Ma è l’intervento di Matteo Salvini a interessarci. Perché con lui la Lega Nord compie una palese svolta a destra in senso populista.
Nel suo intervento – e nelle interviste rilasciate fuori da Palazzo Isimbardi – egli traccia le alleanze europee della ‘sua’ Lega Nord partendo dall’alleato più forte, il Front national di Marine Le Pen (il politico non fa riferimenti, però, al piccolissimo Bloc Identitaire, che si ispira dichiaratamente al Carroccio, per ovvie ragioni di convenienza. Fra un nano regionalista e un gigante nazionalista, Salvini, che pragmaticamente vuole rilanciare un partito in crisi a causa dei recenti scandali e circondato dalla concorrenza grillina, opta per il vincente, il Front national, che in Francia avanza come un tank mietendo consensi fra i lavoratori). Questa alleanza è puntellata da altre forze politiche quali il Fpö di Hans-Christian Strache, il Soziale Heimatpartei – un tempo guidato dal carismatico Jörg Haider, che col 21,4%, e insieme al consigliere politico e ideologo Andreas Mölzer, amico di Borghezio e teorico della nuova destra ispirata alle tesi di de Benoist e votato anche dagli operai, critici verso l’euro e l’immigrazione – il Pvv di Geert Wilders al Vlaams Belang e altri movimenti populisti, a esclusione degli ungheresi di Jobbik o i greci di Alba Dorata, che de Benoist liquida come ‘impresentabili’.

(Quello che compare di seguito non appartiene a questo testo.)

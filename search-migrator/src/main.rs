//! Search Migrator Main Entry Point
//!
//! Deploys the next schema version of a search index, or loads documents into
//! the index of the current version.

use std::env;

use clap::Parser;
use dotenv::dotenv;
use tracing::{error, info, warn};
use tracing_subscriber::{layer::SubscriberExt, util::SubscriberInitExt, EnvFilter};

use search_migrator::{Cli, Command, Dependencies, MigrationError, MigratorConfig};

/// Initialize tracing/logging.
fn init_tracing() {
    let filter = EnvFilter::try_from_default_env()
        .unwrap_or_else(|_| EnvFilter::new("search_migrator=info,search_migrator_repository=info"));

    let json = env::var("LOG_FORMAT").is_ok_and(|format| format.eq_ignore_ascii_case("json"));

    if json {
        tracing_subscriber::registry()
            .with(filter)
            .with(tracing_subscriber::fmt::layer().json().with_target(true))
            .init();
    } else {
        tracing_subscriber::registry()
            .with(filter)
            .with(tracing_subscriber::fmt::layer().with_target(true).pretty())
            .init();
    }

    info!(
        service_name = "search-migrator",
        service_version = env!("CARGO_PKG_VERSION"),
        json,
        "Tracing initialized"
    );
}

#[tokio::main]
async fn main() -> Result<(), MigrationError> {
    // Load environment variables from .env file
    dotenv().ok();

    let cli = Cli::parse();
    init_tracing();

    let config = MigratorConfig::from_cli(&cli).map_err(|e| {
        error!(error = %e, "Invalid configuration");
        e
    })?;

    let deps = match Dependencies::new(config) {
        Ok(deps) => deps,
        Err(e) => {
            error!(error = %e, "Failed to initialize dependencies");
            return Err(e);
        }
    };

    let result = match cli.command {
        Command::Deploy => deps.migrator.deploy().await.map(|_| ()),
        Command::Load => deps.migrator.load().await.map(|report| {
            if report.failed() > 0 {
                warn!(
                    failed = report.failed(),
                    total = report.total,
                    errors = ?report.error_counts,
                    "Load completed with failed documents"
                );
            }
        }),
    };

    match result {
        Ok(()) => {
            info!(command = ?cli.command, "Search migrator completed successfully");
            Ok(())
        }
        Err(e) => {
            error!(command = ?cli.command, error = %e, "Search migrator failed");
            Err(e)
        }
    }
}
//! OpenSearch registry implementation.
//!
//! This module provides the concrete implementation of `IndexRegistry`
//! using the OpenSearch Rust crate.

use async_trait::async_trait;
use opensearch::{
    http::request::JsonBody,
    http::transport::{SingleNodeConnectionPool, TransportBuilder},
    indices::{IndicesCreateParts, IndicesGetAliasParts},
    BulkParts, OpenSearch,
};
use serde_json::{json, Value};
use tracing::{debug, error, info, warn};
use url::Url;

use search_migrator_shared::{Batch, DeployedIndexState, DocumentError};

use crate::config::RegistryConfig;
use crate::errors::RegistryError;
use crate::interfaces::IndexRegistry;
use crate::opensearch::responses;

/// Error type OpenSearch reports when creating an index that already exists.
const ALREADY_EXISTS_ERROR: &str = "resource_already_exists_exception";

/// OpenSearch registry implementation.
///
/// # Example
///
/// ```ignore
/// use search_migrator_repository::{OpenSearchRegistry, RegistryAuth, RegistryConfig};
///
/// let config = RegistryConfig::new("http://localhost:9200", RegistryAuth::None);
/// let registry = OpenSearchRegistry::new(&config)?;
/// let state = registry.lookup("people", false).await?;
/// ```
pub struct OpenSearchRegistry {
    client: OpenSearch,
}

impl OpenSearchRegistry {
    /// Create a registry client for the configured URL and credentials.
    ///
    /// No request is sent; connection problems surface on the first call.
    ///
    /// # Returns
    ///
    /// * `Ok(OpenSearchRegistry)` - A new registry client
    /// * `Err(RegistryError)` - If the URL is invalid or the transport cannot be built
    pub fn new(config: &RegistryConfig) -> Result<Self, RegistryError> {
        let parsed_url = Url::parse(&config.url)
            .map_err(|e| RegistryError::config(format!("invalid registry URL: {}", e)))?;

        let conn_pool = SingleNodeConnectionPool::new(parsed_url);
        let mut builder = TransportBuilder::new(conn_pool).disable_proxy();
        if let Some(credentials) = config.auth.credentials() {
            builder = builder.auth(credentials);
        }
        let transport = builder
            .build()
            .map_err(|e| RegistryError::connection(e.to_string()))?;

        info!(
            url = %config.url,
            auth = config.auth.scheme(),
            "Created OpenSearch registry"
        );

        Ok(Self {
            client: OpenSearch::new(transport),
        })
    }

    /// Map a non-success status to an error, singling out rejected credentials.
    fn status_error(
        operation: &str,
        status: u16,
        body: &str,
        make: fn(String) -> RegistryError,
    ) -> RegistryError {
        error!(operation, status, body = %body, "Registry request failed");
        match status {
            401 | 403 => RegistryError::unauthorized(format!(
                "{} rejected with status {}: {}",
                operation, status, body
            )),
            _ => make(format!("{} failed with status {}: {}", operation, status, body)),
        }
    }

    /// Indices currently bound to `alias`; empty when the alias does not exist.
    async fn current_alias_members(&self, alias: &str) -> Result<Vec<String>, RegistryError> {
        let response = self
            .client
            .indices()
            .get_alias(IndicesGetAliasParts::Name(&[alias]))
            .send()
            .await
            .map_err(|e| RegistryError::connection(e.to_string()))?;

        let status = response.status_code().as_u16();
        if status == 404 {
            return Ok(Vec::new());
        }
        if !(200..300).contains(&status) {
            let body = response.text().await.unwrap_or_default();
            return Err(Self::status_error("get alias", status, &body, RegistryError::AliasError));
        }

        let body = response
            .json::<Value>()
            .await
            .map_err(|e| RegistryError::parse(e.to_string()))?;
        Ok(responses::alias_members(&body))
    }
}

#[async_trait]
impl IndexRegistry for OpenSearchRegistry {
    async fn lookup(
        &self,
        alias: &str,
        prefer_write_alias: bool,
    ) -> Result<DeployedIndexState, RegistryError> {
        let response = self
            .client
            .indices()
            .get_alias(IndicesGetAliasParts::None)
            .send()
            .await
            .map_err(|e| RegistryError::connection(e.to_string()))?;

        let status = response.status_code().as_u16();
        if !(200..300).contains(&status) {
            let body = response.text().await.unwrap_or_default();
            return Err(Self::status_error("alias lookup", status, &body, RegistryError::AliasError));
        }

        let body = response
            .json::<Value>()
            .await
            .map_err(|e| RegistryError::parse(e.to_string()))?;
        let state = responses::parse_alias_listing(alias, prefer_write_alias, &body)?;

        debug!(
            alias = %alias,
            current = ?state.current_version,
            deployed = ?state.deployed_versions,
            "Looked up index versions"
        );
        Ok(state)
    }

    async fn create_index(&self, index_name: &str, mapping: &Value) -> Result<(), RegistryError> {
        let response = self
            .client
            .indices()
            .create(IndicesCreateParts::Index(index_name))
            .body(mapping.clone())
            .send()
            .await
            .map_err(|e| RegistryError::connection(e.to_string()))?;

        let status = response.status_code().as_u16();
        if !(200..300).contains(&status) {
            let body = response.text().await.unwrap_or_default();
            if status == 400 && body.contains(ALREADY_EXISTS_ERROR) {
                warn!(index = %index_name, "Index already exists");
                return Err(RegistryError::conflict(index_name));
            }
            return Err(Self::status_error(
                "create index",
                status,
                &body,
                RegistryError::IndexCreationError,
            ));
        }

        info!(index = %index_name, "Created index");
        Ok(())
    }

    async fn insert_batch(
        &self,
        index_name: &str,
        doc_type: &str,
        batch: &Batch,
    ) -> Result<Vec<DocumentError>, RegistryError> {
        if batch.is_empty() {
            return Ok(Vec::new());
        }

        // OpenSearch has no mapping types; the document type is carried for tracing only.
        let mut body: Vec<JsonBody<Value>> = Vec::with_capacity(batch.len() * 2);
        for (id, document) in batch.iter() {
            body.push(json!({ "index": { "_id": id } }).into());
            body.push(document.clone().into());
        }

        let response = self
            .client
            .bulk(BulkParts::Index(index_name))
            .body(body)
            .send()
            .await
            .map_err(|e| RegistryError::connection(e.to_string()))?;

        let status = response.status_code().as_u16();
        if !(200..300).contains(&status) {
            let body = response.text().await.unwrap_or_default();
            return Err(Self::status_error(
                "bulk insert",
                status,
                &body,
                RegistryError::BulkIndexError,
            ));
        }

        let body = response
            .json::<Value>()
            .await
            .map_err(|e| RegistryError::parse(e.to_string()))?;
        let errors = responses::parse_bulk_response(&body, batch)?;

        debug!(
            index = %index_name,
            doc_type = %doc_type,
            documents = batch.len(),
            failed = errors.len(),
            "Bulk insert completed"
        );
        Ok(errors)
    }

    async fn update_alias(
        &self,
        alias: &str,
        target_index: &str,
        write_alias: bool,
    ) -> Result<(), RegistryError> {
        let members = self.current_alias_members(alias).await?;
        let actions = responses::alias_update_actions(alias, &members, target_index, write_alias);

        let response = self
            .client
            .indices()
            .update_aliases()
            .body(actions)
            .send()
            .await
            .map_err(|e| RegistryError::connection(e.to_string()))?;

        let status = response.status_code().as_u16();
        if !(200..300).contains(&status) {
            let body = response.text().await.unwrap_or_default();
            return Err(Self::status_error(
                "update alias",
                status,
                &body,
                RegistryError::AliasError,
            ));
        }

        info!(
            alias = %alias,
            target = %target_index,
            previous = ?members,
            write_alias,
            "Alias repointed"
        );
        Ok(())
    }
}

Un’unità composita di elementi politici destrorsi, coinvolge al proprio interno sia forze localistiche etnoregionaliste, come la Lega e il Fpö, che forze nazionaliste come il Front e i ‘libertari’ del Pvv che contrastano l’Islam perché lì le donne non hanno diritti, sostenendo le battaglie abortiste.

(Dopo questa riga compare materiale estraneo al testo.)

//! Index registry error types.

use thiserror::Error;

/// Errors from index registry operations.
///
/// Used by the `IndexRegistry` trait for every call. Only `ConflictError` is
/// expected to be recovered by callers; the rest abort the operation that
/// raised them.
#[derive(Debug, Clone, Error)]
pub enum RegistryError {
    /// The registry could not be reached or the request could not be sent.
    #[error("Connection error: {0}")]
    ConnectionError(String),

    /// The registry rejected the credentials.
    #[error("Unauthorized: {0}")]
    Unauthorized(String),

    /// The index already exists.
    #[error("Index already exists: {0}")]
    ConflictError(String),

    /// Failed to create an index.
    #[error("Index creation error: {0}")]
    IndexCreationError(String),

    /// Failed to read or update an alias.
    #[error("Alias error: {0}")]
    AliasError(String),

    /// The bulk request as a whole failed.
    #[error("Bulk index error: {0}")]
    BulkIndexError(String),

    /// Failed to parse a response from the registry.
    #[error("Parse error: {0}")]
    ParseError(String),

    /// The registry connection is misconfigured.
    #[error("Configuration error: {0}")]
    ConfigError(String),
}

impl RegistryError {
    /// Create a connection error.
    pub fn connection(msg: impl Into<String>) -> Self {
        Self::ConnectionError(msg.into())
    }

    /// Create an unauthorized error.
    pub fn unauthorized(msg: impl Into<String>) -> Self {
        Self::Unauthorized(msg.into())
    }

    /// Create a conflict error for an index name.
    pub fn conflict(index_name: impl Into<String>) -> Self {
        Self::ConflictError(index_name.into())
    }

    /// Create an index creation error.
    pub fn index_creation(msg: impl Into<String>) -> Self {
        Self::IndexCreationError(msg.into())
    }

    /// Create an alias error.
    pub fn alias(msg: impl Into<String>) -> Self {
        Self::AliasError(msg.into())
    }

    /// Create a bulk index error.
    pub fn bulk_index(msg: impl Into<String>) -> Self {
        Self::BulkIndexError(msg.into())
    }

    /// Create a parse error.
    pub fn parse(msg: impl Into<String>) -> Self {
        Self::ParseError(msg.into())
    }

    /// Create a configuration error.
    pub fn config(msg: impl Into<String>) -> Self {
        Self::ConfigError(msg.into())
    }

    /// Whether this error reports an index that already exists.
    pub fn is_conflict(&self) -> bool {
        matches!(self, Self::ConflictError(_))
    }
}

#[cfg(test)]
mod tests {
    use super::*;

    #[test]
    fn test_is_conflict() {
        assert!(RegistryError::conflict("people_1.0").is_conflict());
        assert!(!RegistryError::connection("refused").is_conflict());
        assert!(!RegistryError::index_creation("bad mapping").is_conflict());
    }

    #[test]
    fn test_messages_name_the_failure() {
        assert_eq!(
            RegistryError::conflict("people_1.0").to_string(),
            "Index already exists: people_1.0"
        );
        assert_eq!(
            RegistryError::unauthorized("status 401").to_string(),
            "Unauthorized: status 401"
        );
    }
}
//! Document batches and per-document error records.

use std::collections::BTreeMap;

use serde::{Deserialize, Serialize};
use serde_json::Value;

/// A bounded set of documents submitted to the registry in one bulk write.
///
/// Documents are keyed by document id. Batches are built per chunk and never
/// persisted.
#[derive(Debug, Clone, Default, PartialEq)]
pub struct Batch {
    documents: BTreeMap<String, Value>,
}

impl Batch {
    /// Create an empty batch.
    pub fn new() -> Self {
        Self::default()
    }

    /// Add a document, replacing any previous body with the same id.
    pub fn insert(&mut self, id: impl Into<String>, body: Value) {
        self.documents.insert(id.into(), body);
    }

    /// Body for a document id.
    pub fn get(&self, id: &str) -> Option<&Value> {
        self.documents.get(id)
    }

    /// Iterate over `(id, body)` pairs in id order.
    pub fn iter(&self) -> impl Iterator<Item = (&String, &Value)> {
        self.documents.iter()
    }

    /// Number of documents in the batch.
    pub fn len(&self) -> usize {
        self.documents.len()
    }

    /// Whether the batch holds no documents.
    pub fn is_empty(&self) -> bool {
        self.documents.is_empty()
    }
}

impl FromIterator<(String, Value)> for Batch {
    fn from_iter<T: IntoIterator<Item = (String, Value)>>(iter: T) -> Self {
        Self {
            documents: iter.into_iter().collect(),
        }
    }
}

/// A single document that failed to index.
#[derive(Debug, Clone, PartialEq, Serialize, Deserialize)]
pub struct DocumentError {
    /// Id of the failed document.
    pub document_id: String,
    /// Error category reported by the registry (e.g. `mapper_parsing_exception`).
    pub error_type: String,
    /// Human-readable failure reason.
    pub reason: String,
    /// The submitted body, when available.
    #[serde(skip_serializing_if = "Option::is_none")]
    pub source: Option<Value>,
}

impl DocumentError {
    /// Create a document error without a source body.
    pub fn new(
        document_id: impl Into<String>,
        error_type: impl Into<String>,
        reason: impl Into<String>,
    ) -> Self {
        Self {
            document_id: document_id.into(),
            error_type: error_type.into(),
            reason: reason.into(),
            source: None,
        }
    }

    /// Attach the submitted body.
    pub fn with_source(mut self, source: Option<Value>) -> Self {
        self.source = source;
        self
    }
}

Il minimo comune denominatore di questa eterogenea alleanza europea finalizzata alla creazione di una nuova eurodestra nel Parlamento europeo per ora non sono il localismo e il regionalismo. Per queste battaglie – e allora sì che anche il Bloc Identitaire verrà buono come alleato – c’è sempre tempo. Per ora il nemico comune è l’Unione europea. Poi si vedrà. Perché, come dice Salvini: “Se per portare avanti certi temi a cui tengo come un’idea diversa di Europa, devo ragionare con la destra, ci ragiono volentieri” (5).
Salvini inizia indossando virtualmente il berretto rosso dei bretoni, evocativo delle rivolte fiscali nella Francia del XVII secolo e che da diverse settimane sta infiammando la Bretagna, e modello per le manifestazioni del Movimento dei forconi in Italia, scoppiate qualche giorno dopo, che hanno visto, come in Francia col sostegno della Le Pen, la presenza dell’estrema destra. Quella dei berretti rossi è stata definita da Alain de Benoist, in una recente intervista, una legittima e inevitabile rivolta contro il Turbocapitalismo.

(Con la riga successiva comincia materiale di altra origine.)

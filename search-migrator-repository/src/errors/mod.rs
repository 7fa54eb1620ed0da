//! Error types for the search migrator repository.
//!
//! This module provides a unified error type for all index registry operations.

mod registry_error;

pub use registry_error::RegistryError;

E Salvini indossa il berretto rosso a suggello dell’alleanza ideologica con il teorico del Grece, perché è ora “di iniziare a fare sul serio” e le proteste antifiscali contro il socialista Hollande sembrerebbero offrire un ottimo pretesto al leghista rampante. Salvini, infatti, annuncia per il prossimo futuro azioni dimostrative contro Roma e soprattutto contro l’eurodittatura di Bruxelles. “Dobbiamo prendere esempio dai berretti rossi bretoni che sono scesi in piazza in massa contro l’ennesima imposizione fiscale. Loro non si limitano a urlare – ma bloccano le autostrade e immobilizzano la Francia. E alla fine il governo Hollande ha dovuto cedere”. Dopo pochi giorni sono scoppiati in Italia, a livello nazionale, i Forconi. È de Benoist a fornire il la per interessanti riflessioni ideologiche che condizionano l’intervento salviniano, a conferma dell’esistenza di una sinergia intellettuale fra il Carroccio, i movimenti indipendentisti europei schierati a destra e la nouvelle droite. Ovvero di quei contatti che in Italia risalgono ai primi mesi del 1993, poco dopo la firma del Trattato di Maastricht.
Oltre all’aperto elogio del Front national e di altre formazioni populiste di destra, Salvini elogia la Russia di Putin, dicendo che forse è il caso che l’Italia inizi a guardare a Mosca, dove regnerebbero “la legge e l’ordine”. Dimenticando che in nome della legge e dell’ordine, a Mosca le singole minoranze vengono represse, l’esercito russo compie impunemente crimini contro l’umanità in Cecenia e i giornalisti che non si piegano ai voleri dell’autorità, vengono uccisi sull’uscio di casa… Al congresso leghista del Lingotto, infatti, a incoronare Salvini segretario, vi erano come ospiti d’onore rappresentanze della Russia putiniana, ovvero Viktor Zubarew, responsabile delle relazioni internazionali del governo, e l’ambasciatore russo all’Onu Alexey Komov, due che non sembrerebbero né campioni di democrazia né campioni di diritti civili.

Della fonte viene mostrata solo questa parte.